Aos processos cautelares há ainda que acrescentar a característica da urgência e da sumariedade. A urgência justifica-se, como tudo indica, por força do “periculum in mora” e traduz-se na qualficação dos procesos cautelares como processos urgentes. A sumariedade cognitiva está, por sua vez, naturalmente associada à urgência. Tendo em conta o “fumus boni iuris”, a sumariedade manifesta-se na mera exigência de um juízo de probabilidade ou verosimilhança sobre a existência do direito que se pretende acautelar. Nestes termos, embora o CPTA não o preveja, deve entender-se que se aplica a norma do CPC que confere ao juiz o poder-dever de decretar a providência inaudita parte, quando a audiência puser em sério risco o fim ou a ineficácia da providência.
Como já foi referido, os processos cautelares estão em dependência directa de uma causa principal, que tem por objecto a decisão sobre o mérito. Daí a sua instrumentalidade estrutural, pois estes visam assegurar a utilidade da sentença a proferir num outro processo e só podem ser iniciados por quem tenha legitimidade para intentar esse processo (art.112.º).
A instrumentalidade associada à provisoriedade, implica também a reversibilidade da providência, ou seja, a proibição de, no processo cautelar se obter um efeito que corresponda ao provimento antecipado do pedido de mérito em termos irreversíveis.
Mais uma das novidades da Reforma consiste na possibilidade de convolação do processo cautelar em processo principal, permitando-se ao juiz que antecipe o juízo de fundo, caso haja manifesta urgência na resolução definitiva do caso. Não obstante, os requisitos legais para que haja convolação são muito exigentes, como se justifica pelo facto de o conhecimento do juiz nestes processos ser sumário, por definição.
A lei estabelece também que pode haver decretamento provisório das providências cautelares, este regime é válido para qualquer providência em situação de especial urgência, salvo quando esteja em causa a suspensão de um acto administrativo ou de uma norma regulamentar, em que é sempre aplicável ao caso o regime especial da proibição de execução previsto no artigo 128.º. Levanta-se a dúvida de saber se o decretamento provisório deve ser requerido ou se pode ser decidido oficiosamente pelo juiz e, a interpretação mais correcta, à luz do princípio da tutela judicial efectiva, aponta para que o juiz possa, pelo menos quando esteja em causa a lesão iminente e irreversível de direitos, liberdades e garantias, decretar provisoriamente a providência requerida ou outra que julgue adequada, mesmo que o decretamento provisório não tenha sido pedido.

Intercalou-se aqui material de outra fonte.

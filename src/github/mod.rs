//! GitHub integration for release operations

mod client;
mod release_manager;

pub use client::{DEFAULT_API_URL, GitHubClient};
pub use release_manager::{ReleaseNotes, ReleaseOrchestrator, ReleaseOutcome};

use crate::error::Result;
use crate::source::RepositoryContext;
use serde::{Deserialize, Serialize};
use std::future::Future;

/// Page size used when listing releases
pub const RELEASES_PER_PAGE: u32 = 100;

/// The release API calls this crate depends on.
///
/// Implemented by [`GitHubClient`] against the REST API. Every method maps
/// to exactly one request; none of them retry.
pub trait ReleasePlatform {
    /// One page of releases, newest first (pages start at 1).
    fn list_releases(
        &self,
        repository: &RepositoryContext,
        page: u32,
        per_page: u32,
    ) -> impl Future<Output = Result<Vec<Release>>> + Send;

    /// Ask the platform to summarize changes between two refs.
    fn generate_release_notes(
        &self,
        repository: &RepositoryContext,
        request: &GenerateNotesRequest,
    ) -> impl Future<Output = Result<GeneratedNotes>> + Send;

    /// Open a pull request.
    fn create_pull_request(
        &self,
        repository: &RepositoryContext,
        request: &NewPullRequest,
    ) -> impl Future<Output = Result<PullRequest>> + Send;

    /// Publish a release.
    fn create_release(
        &self,
        repository: &RepositoryContext,
        request: &NewRelease,
    ) -> impl Future<Output = Result<Release>> + Send;

    /// Delete a git ref such as `heads/release/v6.2.0`.
    fn delete_ref(
        &self,
        repository: &RepositoryContext,
        git_ref: &str,
    ) -> impl Future<Output = Result<()>> + Send;
}

/// Release record as returned by the platform
#[derive(Debug, Clone, PartialEq, Eq, Serialize, Deserialize)]
pub struct Release {
    /// Tag the release points at
    pub tag_name: String,
    /// Web URL of the release page
    #[serde(default)]
    pub html_url: Option<String>,
    /// Whether the release is a draft
    #[serde(default)]
    pub draft: bool,
    /// Whether the release is a prerelease
    #[serde(default)]
    pub prerelease: bool,
}

/// Body of the generate-notes request
#[derive(Debug, Clone, PartialEq, Eq, Serialize)]
pub struct GenerateNotesRequest {
    /// Tag of the release being produced
    pub tag_name: String,
    /// Ref the tag will be created from if it does not exist yet
    pub target_commitish: String,
    /// Tag to diff against
    pub previous_tag_name: String,
}

/// Generated notes returned by the platform
#[derive(Debug, Clone, PartialEq, Eq, Deserialize)]
pub struct GeneratedNotes {
    /// Suggested release title
    #[serde(default)]
    pub name: String,
    /// Markdown body
    pub body: String,
}

/// Body of the create-pull-request request
#[derive(Debug, Clone, PartialEq, Eq, Serialize)]
pub struct NewPullRequest {
    /// Source branch
    pub head: String,
    /// Branch to merge into
    pub base: String,
    /// Pull request title
    pub title: String,
    /// Pull request description
    pub body: String,
}

/// Created pull request
#[derive(Debug, Clone, PartialEq, Eq, Deserialize)]
pub struct PullRequest {
    /// Pull request number
    pub number: u64,
    /// Web URL of the pull request
    pub html_url: String,
}

/// Body of the create-release request
#[derive(Debug, Clone, PartialEq, Eq, Serialize)]
pub struct NewRelease {
    /// Tag to create the release for
    pub tag_name: String,
    /// Ref to create the tag from
    pub target_commitish: String,
    /// Release title
    pub name: String,
    /// Release notes
    pub body: String,
    /// Create as draft
    pub draft: bool,
    /// Mark as prerelease
    pub prerelease: bool,
    /// Let the platform generate its own notes
    pub generate_release_notes: bool,
}

impl NewRelease {
    /// A published, non-prerelease release named after its tag, carrying
    /// notes that were already generated and cleaned.
    pub fn published(tag_name: &str, target_commitish: &str, body: String) -> Self {
        Self {
            tag_name: tag_name.to_string(),
            target_commitish: target_commitish.to_string(),
            name: tag_name.to_string(),
            body,
            draft: false,
            prerelease: false,
            generate_release_notes: false,
        }
    }
}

Há que referir ainda, que se tratando de uma decisão cautelar provisória, esta pode ser decretada sem contraditório e ainda, sem necessidade de aplicação dos critérios do 120.º CPTA, basta que se verifique a especial perigosidade ou especial urgência.
Concluindo, podemos afirmar que estes são os principais aspectos que se podem referir a propósito dos processos cautelares, bem como em relação aos traços modificadores da Reforma.